»»

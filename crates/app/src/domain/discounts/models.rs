//! Discount Code Models

use jiff::Timestamp;
use rust_decimal::Decimal;
use tally::money::{MinorUnits, percent_of};

use crate::uuids::TypedUuid;

/// Discount Code UUID
pub type DiscountCodeUuid = TypedUuid<DiscountCode>;

/// How a code discounts a cart.
#[derive(Debug, Clone, PartialEq)]
pub enum DiscountKind {
    /// A fixed amount in minor units, capped at the cart subtotal.
    Fixed(MinorUnits),
    /// A percentage of the cart subtotal, in whole points (25 = 25%).
    Percent(Decimal),
}

/// Discount Code Model
#[derive(Debug, Clone)]
pub struct DiscountCode {
    pub uuid: DiscountCodeUuid,
    pub code: String,
    pub kind: DiscountKind,
    pub starts_at: Option<Timestamp>,
    pub ends_at: Option<Timestamp>,
    pub created_at: Timestamp,
    pub updated_at: Timestamp,
    pub deleted_at: Option<Timestamp>,
}

impl DiscountCode {
    /// Whether the code's active window covers the given instant.
    pub fn is_active_at(&self, at: Timestamp) -> bool {
        self.starts_at.is_none_or(|starts| starts <= at)
            && self.ends_at.is_none_or(|ends| at < ends)
    }

    /// The discount amount this code yields against a subtotal. Never
    /// exceeds the subtotal, so a discounted total cannot go negative.
    pub fn amount_for(&self, subtotal: MinorUnits) -> MinorUnits {
        match &self.kind {
            DiscountKind::Fixed(amount) => (*amount).min(subtotal),
            DiscountKind::Percent(percent) => percent_of(subtotal, *percent).min(subtotal),
        }
    }
}

/// New Discount Code Model
#[derive(Debug, Clone, PartialEq)]
pub struct NewDiscountCode {
    pub uuid: DiscountCodeUuid,
    pub code: String,
    pub kind: DiscountKind,
    pub starts_at: Option<Timestamp>,
    pub ends_at: Option<Timestamp>,
}

#[cfg(test)]
mod tests {
    use super::*;

    fn code(kind: DiscountKind) -> DiscountCode {
        DiscountCode {
            uuid: DiscountCodeUuid::new(),
            code: "CODE".to_string(),
            kind,
            starts_at: None,
            ends_at: None,
            created_at: Timestamp::UNIX_EPOCH,
            updated_at: Timestamp::UNIX_EPOCH,
            deleted_at: None,
        }
    }

    #[test]
    fn fixed_amount_is_capped_at_subtotal() {
        let code = code(DiscountKind::Fixed(10_00));

        assert_eq!(code.amount_for(50_00), 10_00);
        assert_eq!(code.amount_for(5_00), 5_00);
    }

    #[test]
    fn percent_amount_is_a_share_of_subtotal() {
        let code = code(DiscountKind::Percent(Decimal::from(25)));

        assert_eq!(code.amount_for(40_00), 10_00);
        assert_eq!(code.amount_for(0), 0);
    }

    #[test]
    fn window_bounds_are_inclusive_start_exclusive_end() {
        let mut windowed = code(DiscountKind::Fixed(100));
        let start: Timestamp = "2026-01-01T00:00:00Z".parse().expect("valid timestamp");
        let end: Timestamp = "2026-02-01T00:00:00Z".parse().expect("valid timestamp");

        windowed.starts_at = Some(start);
        windowed.ends_at = Some(end);

        assert!(windowed.is_active_at(start));
        assert!(!windowed.is_active_at(end));
        assert!(windowed.is_active_at("2026-01-15T12:00:00Z".parse().expect("valid timestamp")));
    }
}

««

> WHAT YOU NEED TO DO
The listing above should be returned in full, exactly as shown.

> ANSWER SECTION
filename crates/app/src/domain/discounts/models.rs
//! Discount Code Models

use jiff::Timestamp;
use rust_decimal::Decimal;
use tally::money::{MinorUnits, percent_of};

use crate::uuids::TypedUuid;

/// Discount Code UUID
pub type DiscountCodeUuid = TypedUuid<DiscountCode>;

/// How a code discounts a cart.
#[derive(Debug, Clone, PartialEq)]
pub enum DiscountKind {
    /// A fixed amount in minor units, capped at the cart subtotal.
    Fixed(MinorUnits),
    /// A percentage of the cart subtotal, in whole points (25 = 25%).
    Percent(Decimal),
}

/// Discount Code Model
#[derive(Debug, Clone)]
pub struct DiscountCode {
    pub uuid: DiscountCodeUuid,
    pub code: String,
    pub kind: DiscountKind,
    pub starts_at: Option<Timestamp>,
    pub ends_at: Option<Timestamp>,
    pub created_at: Timestamp,
    pub updated_at: Timestamp,
    pub deleted_at: Option<Timestamp>,
}

impl DiscountCode {
    /// Whether the code's active window covers the given instant.
    pub fn is_active_at(&self, at: Timestamp) -> bool {
        self.starts_at.is_none_or(|starts| starts <= at)
            && self.ends_at.is_none_or(|ends| at < ends)
    }

    /// The discount amount this code yields against a subtotal. Never
    /// exceeds the subtotal, so a discounted total cannot go negative.
    pub fn amount_for(&self, subtotal: MinorUnits) -> MinorUnits {
        match &self.kind {
            DiscountKind::Fixed(amount) => (*amount).min(subtotal),
            DiscountKind::Percent(percent) => percent_of(subtotal, *percent).min(subtotal),
        }
    }
}

/// New Discount Code Model
#[derive(Debug, Clone, PartialEq)]
pub struct NewDiscountCode {
    pub uuid: DiscountCodeUuid,
    pub code: String,
    pub kind: DiscountKind,
    pub starts_at: Option<Timestamp>,
    pub ends_at: Option<Timestamp>,
}

#[cfg(test)]
mod tests {
    use super::*;

    fn code(kind: DiscountKind) -> DiscountCode {
        DiscountCode {
            uuid: DiscountCodeUuid::new(),
            code: "CODE".to_string(),
            kind,
            starts_at: None,
            ends_at: None,
            created_at: Timestamp::UNIX_EPOCH,
            updated_at: Timestamp::UNIX_EPOCH,
            deleted_at: None,
        }
    }

    #[test]
    fn fixed_amount_is_capped_at_subtotal() {
        let code = code(DiscountKind::Fixed(10_00));

        assert_eq!(code.amount_for(50_00), 10_00);
        assert_eq!(code.amount_for(5_00), 5_00);
    }

    #[test]
    fn percent_amount_is_a_share_of_subtotal() {
        let code = code(DiscountKind::Percent(Decimal::from(25)));

        assert_eq!(code.amount_for(40_00), 10_00);
        assert_eq!(code.amount_for(0), 0);
    }

    #[test]
    fn window_bounds_are_inclusive_start_exclusive_end() {
        let mut windowed = code(DiscountKind::Fixed(100));
        let start: Timestamp = "2026-01-01T00:00:00Z".parse().expect("valid timestamp");
        let end: Timestamp = "2026-02-01T00:00:00Z".parse().expect("valid timestamp");

        windowed.starts_at = Some(start);
        windowed.ends_at = Some(end);

        assert!(windowed.is_active_at(start));
        assert!(!windowed.is_active_at(end));
        assert!(windowed.is_active_at("2026-01-15T12:00:00Z".parse().expect("valid timestamp")));
    }
}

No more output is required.